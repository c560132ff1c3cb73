//! Shared helpers for router-level integration tests.

#![allow(dead_code)]

use axum::Router;
use axum::body::Body;
use axum::http::{Request, StatusCode, header};
use chrono::Duration;
use iam_api::AppState;
use iam_api::config::ApiConfig;
use iam_core::config::AuthConfig;
use serde_json::Value;
use tower::ServiceExt;

pub fn test_config() -> ApiConfig {
    let mut auth = AuthConfig::new("iam-test", "iam-api-test", b"integration-test-secret");
    auth.access_token_ttl = Duration::minutes(5);
    ApiConfig {
        bind_addr: "127.0.0.1:0".into(),
        auth,
        bcrypt_cost: 4,
        request_logging: false,
    }
}

pub fn app() -> Router {
    let state = AppState::new(test_config()).expect("valid test config");
    iam_api::router(state)
}

/// Send a request and return the status with the parsed JSON body (`Null` if empty).
pub async fn send(
    app: &Router,
    method: &str,
    uri: &str,
    bearer: Option<&str>,
    body: Option<Value>,
) -> (StatusCode, Value) {
    let mut builder = Request::builder().method(method).uri(uri);
    if let Some(token) = bearer {
        builder = builder.header(header::AUTHORIZATION, format!("Bearer {token}"));
    }
    let req = match body {
        Some(json) => builder
            .header(header::CONTENT_TYPE, "application/json")
            .body(Body::from(json.to_string()))
            .unwrap(),
        None => builder.body(Body::empty()).unwrap(),
    };

    let resp = app.clone().oneshot(req).await.expect("request");
    let status = resp.status();
    let bytes = axum::body::to_bytes(resp.into_body(), usize::MAX)
        .await
        .expect("read body");
    let json = if bytes.is_empty() {
        Value::Null
    } else {
        serde_json::from_slice(&bytes).unwrap_or(Value::Null)
    };
    (status, json)
}

pub fn signup_body(email: &str) -> Value {
    serde_json::json!({
        "firstName": "A",
        "lastName": "B",
        "email": email,
        "password": "pw123456",
        "confirmPassword": "pw123456",
    })
}

/// Sign up and sign in `email`, returning `(access_token, refresh_token)`.
pub async fn signed_in(app: &Router, email: &str) -> (String, String) {
    let (status, _) = send(app, "POST", "/auth/signup", None, Some(signup_body(email))).await;
    assert_eq!(status, StatusCode::CREATED);

    let (status, json) = send(
        app,
        "POST",
        "/auth/signin",
        None,
        Some(serde_json::json!({"email": email, "password": "pw123456"})),
    )
    .await;
    assert_eq!(status, StatusCode::OK);
    (
        json["data"]["accessToken"].as_str().unwrap().to_string(),
        json["data"]["refreshToken"].as_str().unwrap().to_string(),
    )
}
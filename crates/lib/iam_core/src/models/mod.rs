//! Domain models shared by the store, the token manager and the API layer.

pub mod auth;
pub mod user;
# # # #
• Work item:
Set down, exactly as they appear, the lines above from the first one to the line that holds "pub fn signup_body(email: &str)", both included, please, and no others.

• Output for this task:
repository c560132ff1c3cb73
//! Shared helpers for router-level integration tests.

#![allow(dead_code)]

use axum::Router;
use axum::body::Body;
use axum::http::{Request, StatusCode, header};
use chrono::Duration;
use iam_api::AppState;
use iam_api::config::ApiConfig;
use iam_core::config::AuthConfig;
use serde_json::Value;
use tower::ServiceExt;

pub fn test_config() -> ApiConfig {
    let mut auth = AuthConfig::new("iam-test", "iam-api-test", b"integration-test-secret");
    auth.access_token_ttl = Duration::minutes(5);
    ApiConfig {
        bind_addr: "127.0.0.1:0".into(),
        auth,
        bcrypt_cost: 4,
        request_logging: false,
    }
}

pub fn app() -> Router {
    let state = AppState::new(test_config()).expect("valid test config");
    iam_api::router(state)
}

/// Send a request and return the status with the parsed JSON body (`Null` if empty).
pub async fn send(
    app: &Router,
    method: &str,
    uri: &str,
    bearer: Option<&str>,
    body: Option<Value>,
) -> (StatusCode, Value) {
    let mut builder = Request::builder().method(method).uri(uri);
    if let Some(token) = bearer {
        builder = builder.header(header::AUTHORIZATION, format!("Bearer {token}"));
    }
    let req = match body {
        Some(json) => builder
            .header(header::CONTENT_TYPE, "application/json")
            .body(Body::from(json.to_string()))
            .unwrap(),
        None => builder.body(Body::empty()).unwrap(),
    };

    let resp = app.clone().oneshot(req).await.expect("request");
    let status = resp.status();
    let bytes = axum::body::to_bytes(resp.into_body(), usize::MAX)
        .await
        .expect("read body");
    let json = if bytes.is_empty() {
        Value::Null
    } else {
        serde_json::from_slice(&bytes).unwrap_or(Value::Null)
    };
    (status, json)
}

pub fn signup_body(email: &str) -> Value {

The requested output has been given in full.